Where the records below show a line containing "filename mavkit/src/protocol/table.rs", start copying; end with the line containing "was built from.", and copy it too.

[Saved data entries]
______

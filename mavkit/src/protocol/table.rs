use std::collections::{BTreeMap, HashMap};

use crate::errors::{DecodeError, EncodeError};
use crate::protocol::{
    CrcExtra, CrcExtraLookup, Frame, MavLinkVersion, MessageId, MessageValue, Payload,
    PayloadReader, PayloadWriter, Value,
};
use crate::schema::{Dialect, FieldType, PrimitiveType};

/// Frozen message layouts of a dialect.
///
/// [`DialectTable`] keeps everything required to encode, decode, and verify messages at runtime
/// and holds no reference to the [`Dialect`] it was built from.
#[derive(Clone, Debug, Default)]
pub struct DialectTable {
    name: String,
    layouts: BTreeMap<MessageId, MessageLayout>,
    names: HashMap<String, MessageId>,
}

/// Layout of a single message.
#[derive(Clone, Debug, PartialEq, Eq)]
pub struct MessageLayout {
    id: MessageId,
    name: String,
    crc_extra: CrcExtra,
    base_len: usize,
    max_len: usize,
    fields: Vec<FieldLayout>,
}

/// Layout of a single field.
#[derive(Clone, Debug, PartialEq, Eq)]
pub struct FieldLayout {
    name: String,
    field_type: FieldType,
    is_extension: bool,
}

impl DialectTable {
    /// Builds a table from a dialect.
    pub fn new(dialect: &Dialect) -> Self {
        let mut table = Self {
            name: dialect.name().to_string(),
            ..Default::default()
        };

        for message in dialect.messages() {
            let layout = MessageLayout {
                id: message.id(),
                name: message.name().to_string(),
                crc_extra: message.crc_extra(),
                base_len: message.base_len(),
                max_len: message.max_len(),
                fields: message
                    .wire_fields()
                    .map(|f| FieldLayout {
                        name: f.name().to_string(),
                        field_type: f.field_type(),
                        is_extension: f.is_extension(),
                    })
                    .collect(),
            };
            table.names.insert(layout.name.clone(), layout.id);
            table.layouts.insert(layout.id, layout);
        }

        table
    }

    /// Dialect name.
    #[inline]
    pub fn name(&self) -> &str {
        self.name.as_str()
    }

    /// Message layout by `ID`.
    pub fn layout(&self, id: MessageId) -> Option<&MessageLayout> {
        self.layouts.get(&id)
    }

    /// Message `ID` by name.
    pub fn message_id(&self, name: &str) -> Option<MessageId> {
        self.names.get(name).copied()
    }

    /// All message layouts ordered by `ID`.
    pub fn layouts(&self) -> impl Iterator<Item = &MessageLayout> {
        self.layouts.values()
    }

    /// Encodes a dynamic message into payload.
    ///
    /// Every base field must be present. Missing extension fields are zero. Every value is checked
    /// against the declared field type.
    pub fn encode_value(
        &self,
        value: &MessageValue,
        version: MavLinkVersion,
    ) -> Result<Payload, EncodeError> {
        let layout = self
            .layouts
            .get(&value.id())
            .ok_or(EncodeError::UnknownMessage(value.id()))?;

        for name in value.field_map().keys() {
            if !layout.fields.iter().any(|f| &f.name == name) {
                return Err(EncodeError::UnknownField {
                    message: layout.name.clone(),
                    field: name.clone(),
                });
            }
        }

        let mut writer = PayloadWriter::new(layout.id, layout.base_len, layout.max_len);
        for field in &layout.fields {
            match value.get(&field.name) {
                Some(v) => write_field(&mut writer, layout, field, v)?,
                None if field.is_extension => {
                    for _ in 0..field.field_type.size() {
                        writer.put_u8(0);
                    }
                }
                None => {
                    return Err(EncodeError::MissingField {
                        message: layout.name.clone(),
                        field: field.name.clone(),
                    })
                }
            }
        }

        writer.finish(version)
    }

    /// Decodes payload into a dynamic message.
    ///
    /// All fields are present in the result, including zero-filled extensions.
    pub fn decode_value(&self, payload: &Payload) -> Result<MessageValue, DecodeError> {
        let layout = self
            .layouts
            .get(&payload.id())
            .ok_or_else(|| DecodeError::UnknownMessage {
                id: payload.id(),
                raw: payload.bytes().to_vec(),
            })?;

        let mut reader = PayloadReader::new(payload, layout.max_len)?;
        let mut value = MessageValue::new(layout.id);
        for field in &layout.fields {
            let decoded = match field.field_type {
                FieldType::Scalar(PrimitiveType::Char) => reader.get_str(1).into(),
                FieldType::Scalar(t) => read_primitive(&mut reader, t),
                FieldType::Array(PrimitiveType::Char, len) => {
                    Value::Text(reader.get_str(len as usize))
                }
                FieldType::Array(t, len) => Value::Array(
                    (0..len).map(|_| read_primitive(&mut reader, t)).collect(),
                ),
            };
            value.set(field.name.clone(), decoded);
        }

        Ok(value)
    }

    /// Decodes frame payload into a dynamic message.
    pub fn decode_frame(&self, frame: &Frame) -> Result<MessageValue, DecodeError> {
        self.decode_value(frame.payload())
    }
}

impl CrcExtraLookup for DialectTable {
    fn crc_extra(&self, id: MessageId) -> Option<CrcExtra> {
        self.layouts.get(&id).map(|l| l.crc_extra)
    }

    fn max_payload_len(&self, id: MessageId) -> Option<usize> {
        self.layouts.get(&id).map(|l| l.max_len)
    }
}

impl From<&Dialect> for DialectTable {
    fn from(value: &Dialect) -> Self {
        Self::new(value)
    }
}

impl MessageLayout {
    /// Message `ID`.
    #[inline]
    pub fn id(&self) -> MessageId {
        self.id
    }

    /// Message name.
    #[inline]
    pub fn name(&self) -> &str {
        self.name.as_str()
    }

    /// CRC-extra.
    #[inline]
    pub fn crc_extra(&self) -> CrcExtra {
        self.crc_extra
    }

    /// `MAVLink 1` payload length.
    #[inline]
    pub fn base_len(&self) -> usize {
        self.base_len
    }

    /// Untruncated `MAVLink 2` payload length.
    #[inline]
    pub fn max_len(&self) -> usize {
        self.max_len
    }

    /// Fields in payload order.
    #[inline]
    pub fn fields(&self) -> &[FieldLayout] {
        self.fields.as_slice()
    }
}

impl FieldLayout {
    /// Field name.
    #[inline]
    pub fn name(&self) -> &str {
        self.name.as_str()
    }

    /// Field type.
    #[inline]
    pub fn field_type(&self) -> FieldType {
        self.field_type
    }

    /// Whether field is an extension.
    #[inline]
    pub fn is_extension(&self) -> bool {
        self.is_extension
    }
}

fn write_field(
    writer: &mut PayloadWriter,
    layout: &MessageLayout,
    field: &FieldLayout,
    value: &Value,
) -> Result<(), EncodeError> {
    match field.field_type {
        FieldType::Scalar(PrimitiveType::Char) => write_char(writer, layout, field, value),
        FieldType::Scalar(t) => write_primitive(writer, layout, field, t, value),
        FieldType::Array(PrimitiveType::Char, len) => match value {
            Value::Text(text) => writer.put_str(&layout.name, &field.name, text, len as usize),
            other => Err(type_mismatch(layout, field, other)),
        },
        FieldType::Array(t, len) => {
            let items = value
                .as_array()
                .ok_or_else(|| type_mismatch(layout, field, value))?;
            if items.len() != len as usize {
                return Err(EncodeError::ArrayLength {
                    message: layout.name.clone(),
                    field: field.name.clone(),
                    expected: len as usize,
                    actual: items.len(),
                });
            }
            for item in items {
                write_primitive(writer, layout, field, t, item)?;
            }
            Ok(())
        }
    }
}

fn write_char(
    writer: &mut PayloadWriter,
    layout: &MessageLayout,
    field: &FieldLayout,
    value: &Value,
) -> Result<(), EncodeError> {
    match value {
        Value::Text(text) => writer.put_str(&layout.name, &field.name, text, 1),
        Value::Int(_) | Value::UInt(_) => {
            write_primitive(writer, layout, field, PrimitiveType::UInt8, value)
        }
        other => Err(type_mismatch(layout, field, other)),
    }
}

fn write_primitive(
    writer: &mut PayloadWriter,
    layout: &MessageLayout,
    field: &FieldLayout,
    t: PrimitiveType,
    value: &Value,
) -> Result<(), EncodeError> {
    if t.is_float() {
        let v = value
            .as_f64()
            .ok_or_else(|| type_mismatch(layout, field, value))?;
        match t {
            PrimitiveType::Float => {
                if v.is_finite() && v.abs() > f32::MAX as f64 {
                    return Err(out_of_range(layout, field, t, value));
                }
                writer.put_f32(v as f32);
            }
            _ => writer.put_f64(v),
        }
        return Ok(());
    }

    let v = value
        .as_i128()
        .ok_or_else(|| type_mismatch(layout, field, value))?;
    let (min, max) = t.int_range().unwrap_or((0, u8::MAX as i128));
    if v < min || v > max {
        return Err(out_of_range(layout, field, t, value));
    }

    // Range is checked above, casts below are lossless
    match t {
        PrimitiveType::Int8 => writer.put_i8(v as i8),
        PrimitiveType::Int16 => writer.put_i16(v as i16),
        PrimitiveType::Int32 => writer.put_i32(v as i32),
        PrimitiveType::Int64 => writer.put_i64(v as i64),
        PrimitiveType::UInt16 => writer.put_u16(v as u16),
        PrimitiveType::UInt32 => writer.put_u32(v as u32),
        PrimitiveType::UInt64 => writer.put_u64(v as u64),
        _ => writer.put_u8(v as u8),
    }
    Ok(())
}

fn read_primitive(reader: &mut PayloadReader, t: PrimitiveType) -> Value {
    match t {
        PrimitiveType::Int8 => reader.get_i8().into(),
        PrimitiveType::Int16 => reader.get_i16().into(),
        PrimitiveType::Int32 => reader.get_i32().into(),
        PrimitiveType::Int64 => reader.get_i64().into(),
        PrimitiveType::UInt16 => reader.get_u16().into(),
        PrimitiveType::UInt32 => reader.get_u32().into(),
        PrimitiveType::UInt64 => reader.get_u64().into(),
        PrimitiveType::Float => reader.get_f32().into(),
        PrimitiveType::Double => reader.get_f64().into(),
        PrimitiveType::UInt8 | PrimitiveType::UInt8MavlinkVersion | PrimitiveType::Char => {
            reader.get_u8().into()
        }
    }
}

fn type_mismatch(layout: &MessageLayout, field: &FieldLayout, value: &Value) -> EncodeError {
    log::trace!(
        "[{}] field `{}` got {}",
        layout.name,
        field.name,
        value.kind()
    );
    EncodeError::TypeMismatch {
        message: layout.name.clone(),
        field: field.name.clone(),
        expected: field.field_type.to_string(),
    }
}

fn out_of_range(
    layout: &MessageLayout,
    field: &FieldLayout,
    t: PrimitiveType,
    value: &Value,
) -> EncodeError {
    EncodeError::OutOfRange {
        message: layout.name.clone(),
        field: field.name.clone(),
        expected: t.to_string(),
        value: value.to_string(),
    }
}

______

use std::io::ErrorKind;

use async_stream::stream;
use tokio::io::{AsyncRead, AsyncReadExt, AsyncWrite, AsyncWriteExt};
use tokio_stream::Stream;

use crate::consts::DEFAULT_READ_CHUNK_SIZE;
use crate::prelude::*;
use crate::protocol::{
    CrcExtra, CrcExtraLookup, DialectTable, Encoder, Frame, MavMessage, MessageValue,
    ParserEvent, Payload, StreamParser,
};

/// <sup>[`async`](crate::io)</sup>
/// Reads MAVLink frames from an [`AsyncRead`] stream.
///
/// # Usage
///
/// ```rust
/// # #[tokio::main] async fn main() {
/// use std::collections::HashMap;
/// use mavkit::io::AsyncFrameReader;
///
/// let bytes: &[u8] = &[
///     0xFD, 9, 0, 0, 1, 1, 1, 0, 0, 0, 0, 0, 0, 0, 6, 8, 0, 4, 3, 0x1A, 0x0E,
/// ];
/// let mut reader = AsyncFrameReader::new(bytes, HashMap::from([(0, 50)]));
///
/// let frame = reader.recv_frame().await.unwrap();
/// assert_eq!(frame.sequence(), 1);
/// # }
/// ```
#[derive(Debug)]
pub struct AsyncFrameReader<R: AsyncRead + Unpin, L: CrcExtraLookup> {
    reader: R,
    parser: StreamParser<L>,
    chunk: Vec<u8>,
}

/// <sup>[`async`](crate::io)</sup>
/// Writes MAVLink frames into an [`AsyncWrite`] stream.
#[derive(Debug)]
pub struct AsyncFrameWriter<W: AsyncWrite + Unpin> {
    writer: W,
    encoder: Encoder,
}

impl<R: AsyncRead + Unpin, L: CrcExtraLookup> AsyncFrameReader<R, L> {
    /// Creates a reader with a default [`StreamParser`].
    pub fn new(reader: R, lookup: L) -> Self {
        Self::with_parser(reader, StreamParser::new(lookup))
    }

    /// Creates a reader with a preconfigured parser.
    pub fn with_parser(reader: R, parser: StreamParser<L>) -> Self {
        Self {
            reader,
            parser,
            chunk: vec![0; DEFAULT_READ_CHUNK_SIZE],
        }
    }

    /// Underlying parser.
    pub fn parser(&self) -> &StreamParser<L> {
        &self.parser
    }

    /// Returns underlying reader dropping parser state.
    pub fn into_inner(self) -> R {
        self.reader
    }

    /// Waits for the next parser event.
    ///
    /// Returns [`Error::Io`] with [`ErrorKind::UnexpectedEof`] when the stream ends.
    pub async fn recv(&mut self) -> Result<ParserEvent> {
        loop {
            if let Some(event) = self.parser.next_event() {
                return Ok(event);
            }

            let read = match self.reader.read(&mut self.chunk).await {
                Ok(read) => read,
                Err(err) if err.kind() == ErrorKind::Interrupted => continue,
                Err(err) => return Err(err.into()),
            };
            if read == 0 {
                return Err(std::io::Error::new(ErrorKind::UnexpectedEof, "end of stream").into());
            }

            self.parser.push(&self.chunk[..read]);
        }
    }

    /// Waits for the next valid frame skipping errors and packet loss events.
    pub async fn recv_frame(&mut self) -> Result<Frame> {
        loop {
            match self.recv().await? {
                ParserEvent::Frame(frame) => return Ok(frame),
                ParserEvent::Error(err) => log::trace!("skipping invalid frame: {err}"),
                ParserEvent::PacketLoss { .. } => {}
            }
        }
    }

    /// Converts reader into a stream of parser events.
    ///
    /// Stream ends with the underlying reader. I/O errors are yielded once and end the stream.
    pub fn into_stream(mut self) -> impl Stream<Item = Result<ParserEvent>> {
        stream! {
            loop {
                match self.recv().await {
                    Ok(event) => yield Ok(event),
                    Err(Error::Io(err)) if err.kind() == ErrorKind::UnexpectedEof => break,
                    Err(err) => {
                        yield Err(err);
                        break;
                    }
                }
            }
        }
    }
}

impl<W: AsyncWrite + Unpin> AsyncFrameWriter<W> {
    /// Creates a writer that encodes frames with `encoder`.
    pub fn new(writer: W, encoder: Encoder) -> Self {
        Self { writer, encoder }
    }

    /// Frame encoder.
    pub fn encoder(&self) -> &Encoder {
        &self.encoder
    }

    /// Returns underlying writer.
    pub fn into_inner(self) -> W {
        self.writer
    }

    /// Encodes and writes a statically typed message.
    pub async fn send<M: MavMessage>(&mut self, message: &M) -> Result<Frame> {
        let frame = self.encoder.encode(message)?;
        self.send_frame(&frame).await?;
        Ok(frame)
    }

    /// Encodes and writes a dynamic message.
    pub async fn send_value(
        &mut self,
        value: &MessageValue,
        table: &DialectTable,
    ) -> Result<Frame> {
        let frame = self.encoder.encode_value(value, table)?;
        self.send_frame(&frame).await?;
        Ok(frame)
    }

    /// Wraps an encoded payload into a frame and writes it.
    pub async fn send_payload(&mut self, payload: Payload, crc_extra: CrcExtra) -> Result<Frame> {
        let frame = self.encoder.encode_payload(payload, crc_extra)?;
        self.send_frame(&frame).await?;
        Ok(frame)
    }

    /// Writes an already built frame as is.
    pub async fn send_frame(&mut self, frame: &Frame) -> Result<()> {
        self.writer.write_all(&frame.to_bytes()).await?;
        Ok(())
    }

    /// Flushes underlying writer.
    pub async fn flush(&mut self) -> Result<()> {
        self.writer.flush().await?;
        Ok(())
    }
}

______

● SOLUTION
filename mavkit/src/protocol/table.rs
use std::collections::{BTreeMap, HashMap};

use crate::errors::{DecodeError, EncodeError};
use crate::protocol::{
    CrcExtra, CrcExtraLookup, Frame, MavLinkVersion, MessageId, MessageValue, Payload,
    PayloadReader, PayloadWriter, Value,
};
use crate::schema::{Dialect, FieldType, PrimitiveType};

/// Frozen message layouts of a dialect.
///
/// [`DialectTable`] keeps everything required to encode, decode, and verify messages at runtime
/// and holds no reference to the [`Dialect`] it was built from.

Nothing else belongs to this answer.